## Aim of the task
Repeat, line for line, the entries printed below.

## Recorded information
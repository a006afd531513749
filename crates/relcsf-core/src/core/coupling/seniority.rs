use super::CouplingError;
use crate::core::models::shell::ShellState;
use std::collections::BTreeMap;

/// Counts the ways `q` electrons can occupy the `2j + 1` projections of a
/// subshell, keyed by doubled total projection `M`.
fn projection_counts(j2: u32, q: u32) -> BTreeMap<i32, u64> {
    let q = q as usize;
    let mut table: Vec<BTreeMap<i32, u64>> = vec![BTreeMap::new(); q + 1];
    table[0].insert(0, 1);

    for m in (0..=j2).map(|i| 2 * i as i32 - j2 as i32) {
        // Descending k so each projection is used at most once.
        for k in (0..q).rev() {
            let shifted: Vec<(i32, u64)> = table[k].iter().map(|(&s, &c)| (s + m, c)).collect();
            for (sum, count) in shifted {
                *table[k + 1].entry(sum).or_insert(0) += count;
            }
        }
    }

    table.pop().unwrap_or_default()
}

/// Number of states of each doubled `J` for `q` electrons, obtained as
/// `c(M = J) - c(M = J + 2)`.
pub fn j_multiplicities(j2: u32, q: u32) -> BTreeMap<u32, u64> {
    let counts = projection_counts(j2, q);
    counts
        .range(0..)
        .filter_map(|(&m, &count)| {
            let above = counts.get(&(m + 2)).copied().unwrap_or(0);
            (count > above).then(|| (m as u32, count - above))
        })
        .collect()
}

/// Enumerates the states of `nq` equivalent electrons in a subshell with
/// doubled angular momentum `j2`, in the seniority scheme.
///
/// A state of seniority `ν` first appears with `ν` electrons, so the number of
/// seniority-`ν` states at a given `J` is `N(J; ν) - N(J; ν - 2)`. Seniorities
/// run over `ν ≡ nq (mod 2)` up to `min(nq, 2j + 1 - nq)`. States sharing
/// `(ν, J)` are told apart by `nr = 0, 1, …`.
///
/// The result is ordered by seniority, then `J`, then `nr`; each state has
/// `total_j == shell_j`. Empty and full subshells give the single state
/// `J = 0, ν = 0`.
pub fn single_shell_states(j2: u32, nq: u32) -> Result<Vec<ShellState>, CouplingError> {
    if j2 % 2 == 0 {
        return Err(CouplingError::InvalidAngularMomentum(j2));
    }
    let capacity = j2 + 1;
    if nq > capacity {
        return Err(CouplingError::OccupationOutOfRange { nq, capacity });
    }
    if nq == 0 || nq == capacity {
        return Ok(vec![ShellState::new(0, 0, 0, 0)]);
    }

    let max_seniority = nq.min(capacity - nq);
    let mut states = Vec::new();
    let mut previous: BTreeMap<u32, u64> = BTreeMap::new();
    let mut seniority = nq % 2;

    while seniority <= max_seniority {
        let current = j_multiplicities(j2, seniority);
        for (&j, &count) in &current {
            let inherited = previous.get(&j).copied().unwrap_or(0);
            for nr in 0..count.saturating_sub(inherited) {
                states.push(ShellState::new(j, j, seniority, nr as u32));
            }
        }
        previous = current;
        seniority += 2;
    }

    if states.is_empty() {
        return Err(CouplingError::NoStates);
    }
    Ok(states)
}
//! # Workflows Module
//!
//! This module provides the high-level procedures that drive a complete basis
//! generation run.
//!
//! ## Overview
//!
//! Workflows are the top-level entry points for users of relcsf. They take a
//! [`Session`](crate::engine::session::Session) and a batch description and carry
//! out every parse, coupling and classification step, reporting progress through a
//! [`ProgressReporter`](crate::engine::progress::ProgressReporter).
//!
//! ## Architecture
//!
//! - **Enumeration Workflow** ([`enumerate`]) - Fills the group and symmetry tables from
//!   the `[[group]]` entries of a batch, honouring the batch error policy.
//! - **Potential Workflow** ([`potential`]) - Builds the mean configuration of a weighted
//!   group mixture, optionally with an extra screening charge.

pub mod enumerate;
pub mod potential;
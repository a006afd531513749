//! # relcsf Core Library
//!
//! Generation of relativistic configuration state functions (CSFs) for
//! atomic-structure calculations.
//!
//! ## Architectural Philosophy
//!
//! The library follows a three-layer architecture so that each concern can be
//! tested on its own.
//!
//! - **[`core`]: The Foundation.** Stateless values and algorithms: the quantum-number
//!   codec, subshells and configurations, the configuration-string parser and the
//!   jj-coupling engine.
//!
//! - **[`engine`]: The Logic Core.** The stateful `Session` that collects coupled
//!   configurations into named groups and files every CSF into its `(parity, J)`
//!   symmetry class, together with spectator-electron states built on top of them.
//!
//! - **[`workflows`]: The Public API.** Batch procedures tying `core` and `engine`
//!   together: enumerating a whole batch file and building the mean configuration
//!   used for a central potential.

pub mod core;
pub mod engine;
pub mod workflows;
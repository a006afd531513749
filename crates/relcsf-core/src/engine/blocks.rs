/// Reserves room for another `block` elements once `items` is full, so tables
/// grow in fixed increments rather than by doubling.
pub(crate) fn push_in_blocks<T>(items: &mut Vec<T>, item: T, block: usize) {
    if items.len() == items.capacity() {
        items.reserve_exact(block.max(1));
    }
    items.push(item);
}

## Exercise response
repository a006afd531513749
filename crates/relcsf-core/src/core/coupling/seniority.rs
use super::CouplingError;
use crate::core::models::shell::ShellState;
use std::collections::BTreeMap;

/// Counts the ways `q` electrons can occupy the `2j + 1` projections of a
/// subshell, keyed by doubled total projection `M`.
fn projection_counts(j2: u32, q: u32) -> BTreeMap<i32, u64> {
    let q = q as usize;
    let mut table: Vec<BTreeMap<i32, u64>> = vec![BTreeMap::new(); q + 1];
    table[0].insert(0, 1);

    for m in (0..=j2).map(|i| 2 * i as i32 - j2 as i32) {
        // Descending k so each projection is used at most once.
        for k in (0..q).rev() {
            let shifted: Vec<(i32, u64)> = table[k].iter().map(|(&s, &c)| (s + m, c)).collect();
            for (sum, count) in shifted {
                *table[k + 1].entry(sum).or_insert(0) += count;
            }
        }
    }

    table.pop().unwrap_or_default()
}

/// Number of states of each doubled `J` for `q` electrons, obtained as
/// `c(M = J) - c(M = J + 2)`.
pub fn j_multiplicities(j2: u32, q: u32) -> BTreeMap<u32, u64> {
    let counts = projection_counts(j2, q);
    counts
        .range(0..)
        .filter_map(|(&m, &count)| {
            let above = counts.get(&(m + 2)).copied().unwrap_or(0);
            (count > above).then(|| (m as u32, count - above))
        })
        .collect()
}

/// Enumerates the states of `nq` equivalent electrons in a subshell with
/// doubled angular momentum `j2`, in the seniority scheme.
///
/// A state of seniority `ν` first appears with `ν` electrons, so the number of
/// seniority-`ν` states at a given `J` is `N(J; ν) - N(J; ν - 2)`. Seniorities
/// run over `ν ≡ nq (mod 2)` up to `min(nq, 2j + 1 - nq)`. States sharing
/// `(ν, J)` are told apart by `nr = 0, 1, …`.
///
/// The result is ordered by seniority, then `J`, then `nr`; each state has
/// `total_j == shell_j`. Empty and full subshells give the single state
/// `J = 0, ν = 0`.
pub fn single_shell_states(j2: u32, nq: u32) -> Result<Vec<ShellState>, CouplingError> {
    if j2 % 2 == 0 {
        return Err(CouplingError::InvalidAngularMomentum(j2));
    }
    let capacity = j2 + 1;
    if nq > capacity {
        return Err(CouplingError::OccupationOutOfRange { nq, capacity });
    }
    if nq == 0 || nq == capacity {
        return Ok(vec![ShellState::new(0, 0, 0, 0)]);
    }

    let max_seniority = nq.min(capacity - nq);
    let mut states = Vec::new();
    let mut previous: BTreeMap<u32, u64> = BTreeMap::new();
    let mut seniority = nq % 2;

    while seniority <= max_seniority {
        let current = j_multiplicities(j2, seniority);
        for (&j, &count) in &current {
            let inherited = previous.get(&j).copied().unwrap_or(0);
            for nr in 0..count.saturating_sub(inherited) {
                states.push(ShellState::new(j, j, seniority, nr as u32));
            }
        }
        previous = current;
        seniority += 2;
    }

    if states.is_empty() {
        return Err(CouplingError::NoStates);
    }
    Ok(states)
}
//! # Workflows Module
//!
//! This module provides the high-level procedures that drive a complete basis
//! generation run.
//!
//! ## Overview
//!
//! Workflows are the top-level entry points for users of relcsf. They take a
//! [`Session`](crate::engine::session::Session) and a batch description and carry
//! out every parse, coupling and classification step, reporting progress through a
//! [`ProgressReporter`](crate::engine::progress::ProgressReporter).
//!
//! ## Architecture
//!
//! - **Enumeration Workflow** ([`enumerate`]) - Fills the group and symmetry tables from
//!   the `[[group]]` entries of a batch, honouring the batch error policy.
//! - **Potential Workflow** ([`potential`]) - Builds the mean configuration of a weighted
//!   group mixture, optionally with an extra screening charge.

pub mod enumerate;
pub mod potential;
repository a006afd531513749
//! # relcsf Core Library
//!
//! Generation of relativistic configuration state functions (CSFs) for
//! atomic-structure calculations.
//!
//! ## Architectural Philosophy
//!
//! The library follows a three-layer architecture so that each concern can be
//! tested on its own.
//!
//! - **[`core`]: The Foundation.** Stateless values and algorithms: the quantum-number
//!   codec, subshells and configurations, the configuration-string parser and the
//!   jj-coupling engine.
//!
//! - **[`engine`]: The Logic Core.** The stateful `Session` that collects coupled
//!   configurations into named groups and files every CSF into its `(parity, J)`
//!   symmetry class, together with spectator-electron states built on top of them.
//!
//! - **[`workflows`]: The Public API.** Batch procedures tying `core` and `engine`
//!   together: enumerating a whole batch file and building the mean configuration
//!   used for a central potential.

pub mod core;
pub mod engine;
pub mod workflows;
repository a006afd531513749
filename crates/relcsf-core/src/engine/blocks.rs
/// Reserves room for another `block` elements once `items` is full, so tables
/// grow in fixed increments rather than by doubling.
pub(crate) fn push_in_blocks<T>(items: &mut Vec<T>, item: T, block: usize) {
    if items.len() == items.capacity() {
        items.reserve_exact(block.max(1));
    }
    items.push(item);
}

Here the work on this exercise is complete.